Aim of the exercise -> Each entry that follows must be output without any deviation.

═══ Given data

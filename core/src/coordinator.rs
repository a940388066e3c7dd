//! Request Coordinator
//!
//! Runs the background half of an exchange: one call to the answer service,
//! then the reveal of whatever came back. Neither half touches controller
//! state. Everything is reported as an [`ExchangeEvent`] on a channel the
//! [`Chat`](crate::Chat) controller drains, tagged with the exchange it
//! belongs to.

use std::sync::Arc;
use std::time::Instant;

use tokio::sync::mpsc;
use tokio::task::JoinHandle;

use crate::backend::{AnswerBackend, AskRequest};
use crate::error::TransportError;
use crate::messages::ExchangeId;
use crate::reveal::{CancelHandle, RevealScheduler};

/// Progress of an exchange, reported from background tasks
#[derive(Debug)]
pub enum ExchangeEvent {
    /// The service answered
    Answered {
        /// Exchange the answer belongs to
        exchange: ExchangeId,
        /// Full answer text
        answer: String,
    },

    /// The call failed; no answer will follow
    Failed {
        /// Exchange that failed
        exchange: ExchangeId,
        /// What went wrong
        error: TransportError,
    },

    /// One more character of the answer is visible
    RevealTick {
        /// Exchange being revealed
        exchange: ExchangeId,
        /// Revealed prefix
        partial: String,
    },

    /// The whole answer is visible
    RevealDone {
        /// Exchange being revealed
        exchange: ExchangeId,
        /// Full answer text
        answer: String,
    },
}

impl ExchangeEvent {
    /// Exchange this event belongs to
    pub fn exchange(&self) -> ExchangeId {
        match self {
            Self::Answered { exchange, .. }
            | Self::Failed { exchange, .. }
            | Self::RevealTick { exchange, .. }
            | Self::RevealDone { exchange, .. } => *exchange,
        }
    }
}

/// Issues questions and reveals answers off the controller's thread
pub struct RequestCoordinator<B: AnswerBackend> {
    /// Answer service
    backend: Arc<B>,
    /// Drives answer reveals
    scheduler: RevealScheduler,
    /// Where background work reports back
    events: mpsc::UnboundedSender<ExchangeEvent>,
}

impl<B: AnswerBackend + 'static> RequestCoordinator<B> {
    /// Create a coordinator reporting on `events`
    pub fn new(
        backend: Arc<B>,
        scheduler: RevealScheduler,
        events: mpsc::UnboundedSender<ExchangeEvent>,
    ) -> Self {
        Self {
            backend,
            scheduler,
            events,
        }
    }

    /// Backend name, for diagnostics
    pub fn backend_name(&self) -> &str {
        self.backend.name()
    }

    /// Reveal scheduler in use
    pub fn scheduler(&self) -> &RevealScheduler {
        &self.scheduler
    }

    /// Ask one question in the background
    ///
    /// Makes exactly one call and reports exactly one of
    /// [`ExchangeEvent::Answered`] or [`ExchangeEvent::Failed`]. There is no
    /// cancellation; a caller no longer interested in the result ignores it.
    pub fn begin(&self, exchange: ExchangeId, request: AskRequest) -> JoinHandle<()> {
        let backend = self.backend.clone();
        let events = self.events.clone();

        tokio::spawn(async move {
            let start = Instant::now();
            tracing::info!(
                %exchange,
                backend = backend.name(),
                history = request.history.len(),
                "Asking answer service"
            );

            let event = match backend.ask(&request).await {
                Ok(answer) => {
                    tracing::info!(
                        %exchange,
                        elapsed_ms = start.elapsed().as_millis() as u64,
                        answer_chars = answer.chars().count(),
                        "Answer received"
                    );
                    ExchangeEvent::Answered { exchange, answer }
                }
                Err(error) => {
                    tracing::warn!(
                        %exchange,
                        elapsed_ms = start.elapsed().as_millis() as u64,
                        error = %error,
                        "Answer request failed"
                    );
                    ExchangeEvent::Failed { exchange, error }
                }
            };

            if events.send(event).is_err() {
                tracing::debug!(%exchange, "Controller gone, dropping exchange result");
            }
        })
    }

    /// Reveal an answer, reporting ticks and completion as events
    pub fn start_reveal(&self, exchange: ExchangeId, answer: String) -> CancelHandle {
        let tick_events = self.events.clone();
        let done_events = self.events.clone();

        tracing::debug!(
            %exchange,
            chars = answer.chars().count(),
            interval_ms = self.scheduler.interval().as_millis() as u64,
            "Starting reveal"
        );

        self.scheduler.reveal(
            answer,
            move |partial| {
                let _ = tick_events.send(ExchangeEvent::RevealTick {
                    exchange,
                    partial: partial.to_string(),
                });
            },
            move |answer| {
                let _ = done_events.send(ExchangeEvent::RevealDone { exchange, answer });
            },
        )
    }
}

══════

Your response ->
filename core/src/coordinator.rs
repository a940388066e3c7dd
//! Request Coordinator
//!
//! Runs the background half of an exchange: one call to the answer service,
//! then the reveal of whatever came back. Neither half touches controller
//! state. Everything is reported as an [`ExchangeEvent`] on a channel the
//! [`Chat`](crate::Chat) controller drains, tagged with the exchange it
//! belongs to.

use std::sync::Arc;
use std::time::Instant;

use tokio::sync::mpsc;
use tokio::task::JoinHandle;

use crate::backend::{AnswerBackend, AskRequest};
use crate::error::TransportError;
use crate::messages::ExchangeId;
use crate::reveal::{CancelHandle, RevealScheduler};

/// Progress of an exchange, reported from background tasks
#[derive(Debug)]
pub enum ExchangeEvent {
    /// The service answered
    Answered {
        /// Exchange the answer belongs to
        exchange: ExchangeId,
        /// Full answer text
        answer: String,
    },

    /// The call failed; no answer will follow
    Failed {
        /// Exchange that failed
        exchange: ExchangeId,
        /// What went wrong
        error: TransportError,
    },

    /// One more character of the answer is visible
    RevealTick {
        /// Exchange being revealed
        exchange: ExchangeId,
        /// Revealed prefix
        partial: String,
    },

    /// The whole answer is visible
    RevealDone {
        /// Exchange being revealed
        exchange: ExchangeId,
        /// Full answer text
        answer: String,
    },
}

impl ExchangeEvent {
    /// Exchange this event belongs to
    pub fn exchange(&self) -> ExchangeId {
        match self {
            Self::Answered { exchange, .. }
            | Self::Failed { exchange, .. }
            | Self::RevealTick { exchange, .. }
            | Self::RevealDone { exchange, .. } => *exchange,
        }
    }
}

/// Issues questions and reveals answers off the controller's thread
pub struct RequestCoordinator<B: AnswerBackend> {
    /// Answer service
    backend: Arc<B>,
    /// Drives answer reveals
    scheduler: RevealScheduler,
    /// Where background work reports back
    events: mpsc::UnboundedSender<ExchangeEvent>,
}

impl<B: AnswerBackend + 'static> RequestCoordinator<B> {
    /// Create a coordinator reporting on `events`
    pub fn new(
        backend: Arc<B>,
        scheduler: RevealScheduler,
        events: mpsc::UnboundedSender<ExchangeEvent>,
    ) -> Self {
        Self {
            backend,
            scheduler,
            events,
        }
    }

    /// Backend name, for diagnostics
    pub fn backend_name(&self) -> &str {
        self.backend.name()
    }

    /// Reveal scheduler in use
    pub fn scheduler(&self) -> &RevealScheduler {
        &self.scheduler
    }

    /// Ask one question in the background
    ///
    /// Makes exactly one call and reports exactly one of
    /// [`ExchangeEvent::Answered`] or [`ExchangeEvent::Failed`]. There is no
    /// cancellation; a caller no longer interested in the result ignores it.
    pub fn begin(&self, exchange: ExchangeId, request: AskRequest) -> JoinHandle<()> {
        let backend = self.backend.clone();
        let events = self.events.clone();

        tokio::spawn(async move {
            let start = Instant::now();
            tracing::info!(
                %exchange,
                backend = backend.name(),
                history = request.history.len(),
                "Asking answer service"
            );

            let event = match backend.ask(&request).await {
                Ok(answer) => {
                    tracing::info!(
                        %exchange,
                        elapsed_ms = start.elapsed().as_millis() as u64,
                        answer_chars = answer.chars().count(),
                        "Answer received"
                    );
                    ExchangeEvent::Answered { exchange, answer }
                }
                Err(error) => {
                    tracing::warn!(
                        %exchange,
                        elapsed_ms = start.elapsed().as_millis() as u64,
                        error = %error,
                        "Answer request failed"
                    );
                    ExchangeEvent::Failed { exchange, error }
                }
            };

            if events.send(event).is_err() {
                tracing::debug!(%exchange, "Controller gone, dropping exchange result");
            }
        })
    }

    /// Reveal an answer, reporting ticks and completion as events
    pub fn start_reveal(&self, exchange: ExchangeId, answer: String) -> CancelHandle {
        let tick_events = self.events.clone();
        let done_events = self.events.clone();

        tracing::debug!(
            %exchange,
            chars = answer.chars().count(),
            interval_ms = self.scheduler.interval().as_millis() as u64,
            "Starting reveal"
        );

        self.scheduler.reveal(
            answer,
            move |partial| {
                let _ = tick_events.send(ExchangeEvent::RevealTick {
                    exchange,
                    partial: partial.to_string(),
                });
            },
            move |answer| {
                let _ = done_events.send(ExchangeEvent::RevealDone { exchange, answer });
            },
        )
    }
}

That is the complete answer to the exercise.